• [TASK OBJECTIVE]: Within the records below is a range that opens at the line with "Implementations enumerate lazily." and closes at the line with "type Roots: Iterator<Item". Return that range word for word, both ends included, and only that range.

-- EXERCISE INPUT follows --

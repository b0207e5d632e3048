//! The observation seam between the engines and algorithms layered on them.

use omega_graph::RootedGraph;

use crate::config::Configuration;
use crate::frame::Frame;

/// Verdict returned by every callback: keep driving the traversal, or halt
/// immediately with the configuration left as it stands.
#[derive(Clone, Copy, Debug, PartialEq, Eq)]
#[must_use]
pub enum Flow {
    Continue,
    Stop,
}

impl Flow {
    pub fn is_stop(self) -> bool {
        matches!(self, Flow::Stop)
    }
}

/// Hooks fired by both engines at the three observable traversal moments.
///
/// - [`on_entry`]: `target` was just discovered over an edge from `source`
///   and its frame pushed; fires before any of `target`'s neighbours are
///   examined. `source` is `None` when the edge originates at the root
///   sentinel.
/// - [`on_known`]: an edge led to the already known `target`; fires for
///   back-, cross- and sharing-edges alike.
/// - [`on_exit`]: `vertex` ran out of pending neighbours and its frame was
///   popped; `frame` is that popped frame and the configuration's top is
///   now the parent. Sentinel pops are silent.
///
/// Every hook defaults to a no-op that continues, so implementations
/// override only the moments they observe.
///
/// [`on_entry`]: Callbacks::on_entry
/// [`on_known`]: Callbacks::on_known
/// [`on_exit`]: Callbacks::on_exit
pub trait Callbacks<G: RootedGraph, K, A> {
    fn on_entry(
        &mut self,
        _source: Option<&G::Vertex>,
        _target: &G::Vertex,
        _config: &mut Configuration<G, K, A>,
    ) -> Flow {
        Flow::Continue
    }

    fn on_known(
        &mut self,
        _source: Option<&G::Vertex>,
        _target: &G::Vertex,
        _config: &mut Configuration<G, K, A>,
    ) -> Flow {
        Flow::Continue
    }

    fn on_exit(
        &mut self,
        _vertex: &G::Vertex,
        _frame: &mut Frame<G, A>,
        _config: &mut Configuration<G, K, A>,
    ) -> Flow {
        Flow::Continue
    }
}

/// Callbacks that observe nothing: a bare reachability sweep.
#[derive(Clone, Copy, Debug, Default)]
pub struct NoCallbacks;

impl<G: RootedGraph, K, A> Callbacks<G, K, A> for NoCallbacks {}
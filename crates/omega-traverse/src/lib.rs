//! Resumable depth-first traversal over lazily enumerated rooted graphs.
//!
//! The crate separates a traversal into three replaceable pieces:
//!
//! - a [`Configuration`]: the mutable search state, a stack of [`Frame`]s
//!   plus a [`KnownSet`] membership strategy chosen at construction;
//! - [`Callbacks`]: the observation seam, fired at discovery, revisit and
//!   exit of vertices, each able to halt the run;
//! - an engine that drives the configuration. Two are provided, the
//!   iterative loop in [`engine`] and the action/transition rendition in
//!   [`relation`], and they are observationally equivalent: same callback
//!   sequence, same final configuration, on every graph.
//!
//! # Ordering contract
//!
//! One engine step looks at the top frame and does exactly one of:
//! consume the next pending neighbour (firing [`Callbacks::on_entry`] for a
//! fresh vertex or [`Callbacks::on_known`] for a seen one), or pop the
//! exhausted frame (firing [`Callbacks::on_exit`] unless it is the root
//! sentinel). Entries are therefore pre-order, exits post-order, and a
//! vertex is entered at most once per run. A depth bound truncates descent
//! silently; a stop request leaves the configuration intact and resumable.
//!
//! ```
//! use omega_graph::AdjacencyGraph;
//! use omega_traverse::{engine, Configuration, EngineOptions, Recorder, StandardKnown};
//!
//! let graph = AdjacencyGraph::from_edges([1], [(1, 2), (1, 3)]);
//! let mut config = Configuration::new(StandardKnown::for_graph(&graph));
//! config.initial(&graph);
//! let mut recorder = Recorder::new();
//! let outcome = engine::run(&graph, &mut config, &mut recorder, &EngineOptions::default());
//! assert!(outcome.is_completed());
//! assert_eq!(recorder.entry_count(), 3);
//! ```

pub mod callback;
pub mod config;
pub mod engine;
pub mod frame;
pub mod known;
pub mod record;
pub mod relation;

pub use callback::{Callbacks, Flow, NoCallbacks};
pub use config::Configuration;
pub use engine::{run, run_until, EngineOptions, RunOutcome};
pub use frame::Frame;
pub use known::{KnownSet, StandardKnown};
pub use record::{Recorder, TraversalEvent};
pub use relation::{
    run_relation, ActionRelation, StepError, StepRelation, SyncProduct, TraversalAction,
    TraversalRelation,
};
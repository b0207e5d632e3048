//! The rooted-graph contract consumed by every traversal in this workspace.

use std::fmt;
use std::hash::Hash;

/// A graph given by an enumerable set of starting vertices and, per vertex,
/// an enumerable neighbour sequence.
///
/// Implementations enumerate lazily. Both [`roots`] and [`neighbours`]
/// return a fresh, finite, restartable iterator on every call: a caller may
/// ask for the same vertex's neighbours repeatedly (a nested search re-roots
/// at a vertex the outer search has already finished) and must observe the
/// same vertices in the same order each time. Enumeration is expected to be
/// free of side effects.
///
/// The iterator types are owned rather than borrowed so that traversal
/// frames can hold a partially consumed neighbour sequence while the search
/// descends below the vertex that produced it.
///
/// [`roots`]: RootedGraph::roots
/// [`neighbours`]: RootedGraph::neighbours
pub trait RootedGraph {
    /// Vertex type. Equality and hashing define vertex identity; the graph
    /// assigns no identity of its own.
    type Vertex: Clone + Eq + Hash + fmt::Debug;
    /// Fresh enumeration of the roots.
    type Roots: Iterator<Item = Self::Vertex>;
    /// Fresh enumeration of one vertex's neighbours.
    type Neighbours: Iterator<Item = Self::Vertex>;

    fn roots(&self) -> Self::Roots;

    fn neighbours(&self, vertex: &Self::Vertex) -> Self::Neighbours;

    /// Hint: may this graph contain cycles? Defaults to the safe answer.
    fn has_cycles(&self) -> bool {
        true
    }

    /// Hint: may two distinct paths from a root meet in one vertex?
    /// Defaults to the safe answer.
    fn has_sharing(&self) -> bool {
        true
    }

    /// A graph is a tree exactly when it declares neither cycles nor
    /// sharing.
    ///
    /// Tree graphs admit a traversal configuration that keeps no visited
    /// set at all. The hints are declarations, not measurements: claiming
    /// tree shape for a graph that does share or cycle yields duplicated
    /// visits or non-termination. There is no safety net.
    fn is_tree(&self) -> bool {
        !self.has_cycles() && !self.has_sharing()
    }
}
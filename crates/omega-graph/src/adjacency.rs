//! Finite in-memory rooted graph backed by adjacency lists.

use std::fmt;
use std::hash::Hash;

use indexmap::IndexMap;
use smallvec::SmallVec;

use crate::rooted::RootedGraph;

type EdgeList<V> = SmallVec<[V; 4]>;

/// Explicit finite graph: a root list plus per-vertex adjacency lists.
///
/// Vertices and neighbours enumerate in insertion order, so two traversals
/// over the same construction sequence observe identical sequences. That
/// determinism is what makes counterexample traces reproducible.
///
/// The shape hints default to the conservative `true`/`true`;
/// [`into_tree`] and [`with_hints`] narrow them for callers that know
/// better. The hints are taken at face value.
///
/// [`into_tree`]: AdjacencyGraph::into_tree
/// [`with_hints`]: AdjacencyGraph::with_hints
#[derive(Clone, Debug)]
pub struct AdjacencyGraph<V> {
    roots: Vec<V>,
    edges: IndexMap<V, EdgeList<V>>,
    has_cycles: bool,
    has_sharing: bool,
}

impl<V: Clone + Eq + Hash + fmt::Debug> AdjacencyGraph<V> {
    pub fn new() -> Self {
        Self {
            roots: Vec::new(),
            edges: IndexMap::new(),
            has_cycles: true,
            has_sharing: true,
        }
    }

    /// Build from explicit roots and an edge list. Every mentioned vertex
    /// is registered in first-mention order.
    pub fn from_edges(
        roots: impl IntoIterator<Item = V>,
        edges: impl IntoIterator<Item = (V, V)>,
    ) -> Self {
        let mut graph = Self::new();
        for root in roots {
            graph.add_root(root);
        }
        for (source, target) in edges {
            graph.add_edge(source, target);
        }
        graph
    }

    pub fn add_root(&mut self, vertex: V) {
        self.edges.entry(vertex.clone()).or_default();
        self.roots.push(vertex);
    }

    pub fn add_edge(&mut self, source: V, target: V) {
        self.edges.entry(target.clone()).or_default();
        self.edges.entry(source).or_default().push(target);
    }

    /// Declare this graph cycle- and sharing-free. Wrong declarations make
    /// tree traversals over it unsound; nothing checks them.
    pub fn into_tree(mut self) -> Self {
        self.has_cycles = false;
        self.has_sharing = false;
        self
    }

    pub fn with_hints(mut self, has_cycles: bool, has_sharing: bool) -> Self {
        self.has_cycles = has_cycles;
        self.has_sharing = has_sharing;
        self
    }

    pub fn vertex_count(&self) -> usize {
        self.edges.len()
    }

    pub fn edge_count(&self) -> usize {
        self.edges.values().map(|list| list.len()).sum()
    }

    /// All registered vertices in first-mention order.
    pub fn vertices(&self) -> impl Iterator<Item = &V> + '_ {
        self.edges.keys()
    }

    pub fn contains(&self, vertex: &V) -> bool {
        self.edges.contains_key(vertex)
    }
}

impl<V: Clone + Eq + Hash + fmt::Debug> Default for AdjacencyGraph<V> {
    fn default() -> Self {
        Self::new()
    }
}

impl<V: Clone + Eq + Hash + fmt::Debug> RootedGraph for AdjacencyGraph<V> {
    type Vertex = V;
    type Roots = std::vec::IntoIter<V>;
    type Neighbours = smallvec::IntoIter<[V; 4]>;

    fn roots(&self) -> Self::Roots {
        self.roots.clone().into_iter()
    }

    fn neighbours(&self, vertex: &V) -> Self::Neighbours {
        self.edges
            .get(vertex)
            .cloned()
            .unwrap_or_default()
            .into_iter()
    }

    fn has_cycles(&self) -> bool {
        self.has_cycles
    }

    fn has_sharing(&self) -> bool {
        self.has_sharing
    }
}

#[cfg(test)]
mod tests {
    use super::*;

    #[test]
    fn test_neighbours_preserve_insertion_order() {
        let graph = AdjacencyGraph::from_edges([1u32], [(1, 3), (1, 2), (2, 1)]);
        let order: Vec<u32> = graph.neighbours(&1).collect();
        assert_eq!(order, vec![3, 2]);
    }

    #[test]
    fn test_neighbours_restart() {
        let graph = AdjacencyGraph::from_edges([1u32], [(1, 2), (1, 3)]);
        let first: Vec<u32> = graph.neighbours(&1).collect();
        let second: Vec<u32> = graph.neighbours(&1).collect();
        assert_eq!(first, second);
    }

    #[test]
    fn test_unknown_vertex_has_no_neighbours() {
        let graph = AdjacencyGraph::from_edges([1u32], [(1, 2)]);
        assert_eq!(graph.neighbours(&99).count(), 0);
    }

    #[test]
    fn test_edges_register_both_endpoints() {
        let graph = AdjacencyGraph::from_edges([1u32], [(1, 2), (2, 3)]);
        assert_eq!(graph.vertex_count(), 3);
        assert_eq!(graph.edge_count(), 2);
        assert!(graph.contains(&3));
    }

    #[test]
    fn test_hints_default_conservative_and_narrowable() {
        let graph = AdjacencyGraph::from_edges([1u32], [(1, 2)]);
        assert!(graph.has_cycles());
        assert!(graph.has_sharing());
        assert!(!graph.is_tree());

        let tree = graph.into_tree();
        assert!(tree.is_tree());
    }
}
//! Event capture for instrumentation and cross-engine equivalence checks.

use omega_graph::RootedGraph;

use crate::callback::{Callbacks, Flow};
use crate::config::Configuration;
use crate::frame::Frame;

/// One observable callback occurrence, with owned vertices.
#[derive(Clone, Debug, PartialEq, Eq)]
pub enum TraversalEvent<V> {
    /// `target` discovered over the edge `source -> target`.
    Entry { source: Option<V>, target: V },
    /// An edge led to the already known `target`.
    Known { source: Option<V>, target: V },
    /// `vertex` exhausted its neighbours and left the stack.
    Exit { vertex: V },
}

/// Records the full ordered event sequence of a run.
///
/// The iterative and relational engines must produce identical sequences on
/// identical graphs; the equivalence tests compare two recorders verbatim.
#[derive(Clone, Debug)]
pub struct Recorder<V> {
    pub events: Vec<TraversalEvent<V>>,
}

impl<V> Recorder<V> {
    pub fn new() -> Self {
        Self { events: Vec::new() }
    }

    pub fn entry_count(&self) -> usize {
        self.events
            .iter()
            .filter(|event| matches!(event, TraversalEvent::Entry { .. }))
            .count()
    }

    pub fn known_count(&self) -> usize {
        self.events
            .iter()
            .filter(|event| matches!(event, TraversalEvent::Known { .. }))
            .count()
    }

    pub fn exit_count(&self) -> usize {
        self.events
            .iter()
            .filter(|event| matches!(event, TraversalEvent::Exit { .. }))
            .count()
    }
}

impl<V> Default for Recorder<V> {
    fn default() -> Self {
        Self::new()
    }
}

impl<G: RootedGraph, K, A> Callbacks<G, K, A> for Recorder<G::Vertex> {
    fn on_entry(
        &mut self,
        source: Option<&G::Vertex>,
        target: &G::Vertex,
        _config: &mut Configuration<G, K, A>,
    ) -> Flow {
        self.events.push(TraversalEvent::Entry {
            source: source.cloned(),
            target: target.clone(),
        });
        Flow::Continue
    }

    fn on_known(
        &mut self,
        source: Option<&G::Vertex>,
        target: &G::Vertex,
        _config: &mut Configuration<G, K, A>,
    ) -> Flow {
        self.events.push(TraversalEvent::Known {
            source: source.cloned(),
            target: target.clone(),
        });
        Flow::Continue
    }

    fn on_exit(
        &mut self,
        vertex: &G::Vertex,
        _frame: &mut Frame<G, A>,
        _config: &mut Configuration<G, K, A>,
    ) -> Flow {
        self.events.push(TraversalEvent::Exit {
            vertex: vertex.clone(),
        });
        Flow::Continue
    }
}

-- EXERCISE INPUT concluded --

• [RESPONSE BELOW]:
/// Implementations enumerate lazily. Both [`roots`] and [`neighbours`]
/// return a fresh, finite, restartable iterator on every call: a caller may
/// ask for the same vertex's neighbours repeatedly (a nested search re-roots
/// at a vertex the outer search has already finished) and must observe the
/// same vertices in the same order each time. Enumeration is expected to be
/// free of side effects.
///
/// The iterator types are owned rather than borrowed so that traversal
/// frames can hold a partially consumed neighbour sequence while the search
/// descends below the vertex that produced it.
///
/// [`roots`]: RootedGraph::roots
/// [`neighbours`]: RootedGraph::neighbours
pub trait RootedGraph {
    /// Vertex type. Equality and hashing define vertex identity; the graph
    /// assigns no identity of its own.
    type Vertex: Clone + Eq + Hash + fmt::Debug;
    /// Fresh enumeration of the roots.
    type Roots: Iterator<Item = Self::Vertex>;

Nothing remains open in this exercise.